Director: Jérôme Reybaud
Running Time: 137 mins
Certificate: NR
Release Date: April 17th 2017 (UK)
Pierre (Pascal Cervo) leaves Paris and goes into the French countryside. He’s left on a whim, wandering off into the unknown with only a vague sense of where he might end up. What he does have is a gay hook-up app, which pings wherever he goes with new opportunities. Indeed, Grindr almost becomes his compass.
As he travels around looking for sexual experiences with men old and young, he also meets various other people, including a singer who he takes to a care home for a performance, a bookseller who he used to know when she taught him English, and a woman he catches robbing him. He finds different types of connection with them, as well as with a young man he sleeps with who wants him to deliver a letter, a businessman who seems to both want sex and rejects it, and an older man where the promise of a hook-up soon develops into something different.
Back in Paris, Pierre’s lover Paul (Arthur Igual) doesn’t understand why his boyfriend has left, and so rents a car, using the same gay app to try to catch up to Pierre and figure out what’s happening.
The first thing to say about Four Days In France is that this is not a movie for everyone. Like its protagonist it’s a meandering movie that never signposts where it’s going. Things happen that on the surface seem disconnected to one another, and for long periods it doesn’t appear that all that much is happening at all. As a result – and at a lengthy 137 minutes – a lot of people will find it intensely boring.
Even those willing to delve under the surface a bit more might feel a bit of judicious editing wouldn’t have gone amiss. However, they will also likely find the whole thing rather intriguing. Four Days In France explores different types of connection, both fleeting and long-lasting, as well as those where there is a rekindling of a past relationship and where the only connection is a third person who isn’t present.
The film is also a kind of ode to cruising. Although aware of the potential for loneliness and how it can affect people’s desires, it finds a sense of freedom and relief in it. You get a sense that Pierre is enjoying a trip into a life without any baggage, where he can dip into someone’s existence – whether for sexual pleasure or not – and then leave without having to worry about the complexities of longer-term human relationships. The film also sees it as a way to explore desire, as even those people Pierre comes across who he isn’t wanting to have sex with have a latent longing (and often horniness). Indeed, at points the movie equates looking for sex – not necessarily finding it – as a misdirected way of searching for something else when they don’t what they really want.
The main narrative drive comes from whether Paul and Pierre will eventually find their way back to one another, both physically and emotionally. The movie questions whether they even should reunite, as at times Paul seems unsure why he’s following Pierre, other than because he feels he ought to. As with most of the other characters, there’s a sense of loneliness to both of them. They are people looking for connection, but in a peculiarly French way are also aware that they are alone in their own minds and that a feeling of shared experience with another person may be an illusion (it is telling that the most intense sexual experience of Pierre’s journey happens when he and his ‘partner’ are masturbating in different rooms). This is also shown in the movie’s predilection for soliloquy, where the female characters that Pierre comes across talk about their experiences in ways that suggest that despite the experiences of their life, they are still alone.

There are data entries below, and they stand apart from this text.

//! Payout records and orchestration results

use rust_decimal::Decimal;
use serde::{Deserialize, Serialize};
use uuid::Uuid;

use super::tier::Tier;
use crate::constants::{DEFAULT_PAYOUT_HOURS, TRANSFER_IDEMPOTENCY_PREFIX};
use crate::errors::TidyHomeError;
use crate::impl_domain_status_conversions;
use crate::money::{cents_to_dollars, Cents};

/// Lifecycle of a payout row.
///
/// `pending/absent -> processing -> completed | failed`, and `failed ->
/// processing` when a later run retries the worker. A transfer the gateway
/// accepted after its run gave up on it still settles a `failed` row.
#[derive(Debug, Clone, Copy, Default, PartialEq, Eq, Hash, Serialize, Deserialize)]
#[serde(rename_all = "snake_case")]
pub enum PayoutStatus {
    #[default]
    Pending,
    Processing,
    Completed,
    Failed,
}

impl_domain_status_conversions!(PayoutStatus {
    Pending => "pending",
    Processing => "processing",
    Completed => "completed",
    Failed => "failed",
});

impl PayoutStatus {
    pub const ALL: [Self; 4] = [Self::Pending, Self::Processing, Self::Completed, Self::Failed];

    /// Whether the state machine allows moving from `self` to `next`.
    ///
    /// `processing -> processing` is allowed so that a run interrupted after
    /// the upsert can be picked up again.
    pub fn can_transition_to(self, next: Self) -> bool {
        matches!(
            (self, next),
            (Self::Pending | Self::Processing | Self::Failed, Self::Processing)
                | (Self::Processing | Self::Failed, Self::Completed)
                | (Self::Processing, Self::Failed)
        )
    }

    /// States from which `next` can be reached.
    pub fn sources_of(next: Self) -> impl Iterator<Item = Self> {
        Self::ALL.into_iter().filter(move |from| from.can_transition_to(next))
    }

    /// Completed payouts are never transferred again.
    pub fn is_paid(self) -> bool {
        self == Self::Completed
    }
}

/// Payout processing priority at the gateway.
#[derive(Debug, Clone, Copy, Default, PartialEq, Eq, Serialize, Deserialize)]
#[serde(rename_all = "snake_case")]
pub enum PayoutPriority {
    #[default]
    Normal,
    High,
}

impl_domain_status_conversions!(PayoutPriority {
    Normal => "normal",
    High => "high",
});

/// Fee split for one worker on one job.
#[derive(Debug, Clone, PartialEq, Eq, Serialize, Deserialize)]
#[serde(rename_all = "camelCase")]
pub struct BonusResult {
    pub is_preferred_job: bool,
    pub bonus_applied: bool,
    pub bonus_percent: Decimal,
    pub bonus_amount_cents: Cents,
    /// Platform fee before the bonus is taken out of it.
    pub original_platform_fee_cents: Cents,
    pub adjusted_platform_fee_cents: Cents,
    pub adjusted_net_amount_cents: Cents,
    pub tier: Option<Tier>,
    pub faster_payouts: bool,
    pub payout_hours: Option<u32>,
}

impl BonusResult {
    /// Result for a job where no share of the fee is returned.
    pub fn without_bonus(
        gross_cents: Cents,
        platform_fee_cents: Cents,
        is_preferred_job: bool,
        tier: Option<Tier>,
    ) -> Self {
        Self {
            is_preferred_job,
            bonus_applied: false,
            bonus_percent: Decimal::ZERO,
            bonus_amount_cents: 0,
            original_platform_fee_cents: platform_fee_cents,
            adjusted_platform_fee_cents: platform_fee_cents,
            adjusted_net_amount_cents: gross_cents - platform_fee_cents,
            tier,
            faster_payouts: false,
            payout_hours: None,
        }
    }

    pub fn payout_priority(&self) -> PayoutPriority {
        if self.faster_payouts {
            PayoutPriority::High
        } else {
            PayoutPriority::Normal
        }
    }

    pub fn expected_payout_hours(&self) -> u32 {
        self.payout_hours.unwrap_or(DEFAULT_PAYOUT_HOURS)
    }
}

/// One worker's compensation for one job.
#[derive(Debug, Clone, PartialEq, Eq, Serialize, Deserialize)]
#[serde(rename_all = "camelCase")]
pub struct Payout {
    pub id: String,
    pub job_id: String,
    pub worker_id: String,
    /// Net amount transferred to the worker, after bonus.
    pub amount_cents: Cents,
    /// Platform fee retained, after bonus.
    pub platform_fee_cents: Cents,
    pub currency: String,
    pub status: PayoutStatus,
    pub is_preferred_home_job: bool,
    pub preferred_bonus_applied: bool,
    pub preferred_bonus_percent: Decimal,
    pub preferred_bonus_amount_cents: Cents,
    pub tier_at_payout: Option<Tier>,
    pub payout_priority: PayoutPriority,
    pub expected_payout_hours: u32,
    pub transfer_id: Option<String>,
    pub failure_reason: Option<String>,
    pub created_at: i64,
    pub updated_at: i64,
    pub paid_at: Option<i64>,
    /// Transfer attempt the idempotency key belongs to. Bumped when the
    /// gateway definitively declines, so a retry is not answered from the
    /// declined request's cached result.
    pub attempt: u32,
}

impl Payout {
    /// Build the `processing` row written before the gateway is contacted.
    pub fn processing(
        job_id: impl Into<String>,
        worker_id: impl Into<String>,
        currency: impl Into<String>,
        bonus: &BonusResult,
        now: i64,
    ) -> Self {
        Self {
            id: Uuid::now_v7().to_string(),
            job_id: job_id.into(),
            worker_id: worker_id.into(),
            amount_cents: bonus.adjusted_net_amount_cents,
            platform_fee_cents: bonus.adjusted_platform_fee_cents,
            currency: currency.into(),
            status: PayoutStatus::Processing,
            is_preferred_home_job: bonus.is_preferred_job,
            preferred_bonus_applied: bonus.bonus_applied,
            preferred_bonus_percent: bonus.bonus_percent,
            preferred_bonus_amount_cents: bonus.bonus_amount_cents,
            tier_at_payout: bonus.tier,
            payout_priority: bonus.payout_priority(),
            expected_payout_hours: bonus.expected_payout_hours(),
            transfer_id: None,
            failure_reason: None,
            created_at: now,
            updated_at: now,
            paid_at: None,
            attempt: 1,
        }
    }

    /// Returns false, leaving the row untouched, when it cannot complete.
    pub fn mark_completed(&mut self, transfer_id: impl Into<String>, now: i64) -> bool {
        if !self.status.can_transition_to(PayoutStatus::Completed) {
            return false;
        }
        self.status = PayoutStatus::Completed;
        self.transfer_id = Some(transfer_id.into());
        self.failure_reason = None;
        self.updated_at = now;
        self.paid_at = Some(now);
        true
    }

    /// Record a failed transfer. Only definitive declines move the row to a
    /// fresh attempt; timeouts and network errors keep the key so the next
    /// run learns what the gateway actually did.
    pub fn mark_failed(&mut self, error: &TidyHomeError, now: i64) -> bool {
        if !self.status.can_transition_to(PayoutStatus::Failed) {
            return false;
        }
        self.status = PayoutStatus::Failed;
        self.failure_reason = Some(error.to_string());
        self.updated_at = now;
        if rotates_key(error) {
            self.attempt += 1;
        }
        true
    }

    /// Idempotency key sent to the gateway for this attempt.
    pub fn idempotency_key(&self) -> String {
        format!("{TRANSFER_IDEMPOTENCY_PREFIX}-{}-{}-{}", self.job_id, self.worker_id, self.attempt)
    }
}

/// Whether a transfer failure is final enough to retry under a new key.
pub fn rotates_key(error: &TidyHomeError) -> bool {
    !error.is_retryable()
}

/// Per-worker entry of the orchestration summary.
#[derive(Debug, Clone, PartialEq, Eq, Serialize, Deserialize)]
#[serde(rename_all = "camelCase")]
pub struct WorkerPayoutResult {
    pub worker_id: String,
    pub success: bool,
    /// Net amount in dollars.
    #[serde(
        default,
        skip_serializing_if = "Option::is_none",
        with = "rust_decimal::serde::float_option"
    )]
    pub amount: Option<Decimal>,
    #[serde(default, skip_serializing_if = "Option::is_none")]
    pub transfer_id: Option<String>,
    #[serde(default, skip_serializing_if = "Option::is_none")]
    pub error: Option<String>,
}

impl WorkerPayoutResult {
    pub fn paid(
        worker_id: impl Into<String>,
        amount_cents: Cents,
        transfer_id: impl Into<String>,
    ) -> Self {
        Self {
            worker_id: worker_id.into(),
            success: true,
            amount: Some(cents_to_dollars(amount_cents)),
            transfer_id: Some(transfer_id.into()),
            error: None,
        }
    }

    pub fn failed(worker_id: impl Into<String>, error: impl std::fmt::Display) -> Self {
        Self {
            worker_id: worker_id.into(),
            success: false,
            amount: None,
            transfer_id: None,
            error: Some(error.to_string()),
        }
    }
}

/// Summary returned to the job-completion workflow.
///
/// `success` is true when any worker was paid; callers must inspect
/// `payouts` to detect partial failure.
#[derive(Debug, Clone, PartialEq, Eq, Serialize, Deserialize)]
#[serde(rename_all = "camelCase")]
pub struct OrchestrationResult {
    pub success: bool,
    pub payouts: Vec<WorkerPayoutResult>,
}

impl OrchestrationResult {
    pub fn from_payouts(payouts: Vec<WorkerPayoutResult>) -> Self {
        let success = payouts.iter().any(|p| p.success);
        Self { success, payouts }
    }

    /// Workers whose payout did not go through in this run.
    pub fn failed_workers(&self) -> impl Iterator<Item = &str> {
        self.payouts.iter().filter(|p| !p.success).map(|p| p.worker_id.as_str())
    }

    pub fn for_worker(&self, worker_id: &str) -> Option<&WorkerPayoutResult> {
        self.payouts.iter().find(|p| p.worker_id == worker_id)
    }
}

All this will come across as intensely tedious to some, but others will undoubtedly find that its meditative tone and the handsome French vistas have merit. There are plenty of interesting ideas in the movie and a surprising mix of both sadness and happiness pervading the whole film, as Pierre experiences his escape from the world, while his wanderings lay bare how solitary everyone is.
Overall Verdict: Both dull and interesting simultaneously, Four Days In France is the type of movie that some will find resonant while many others will just be bored and unable to see what the point of its meanderings are.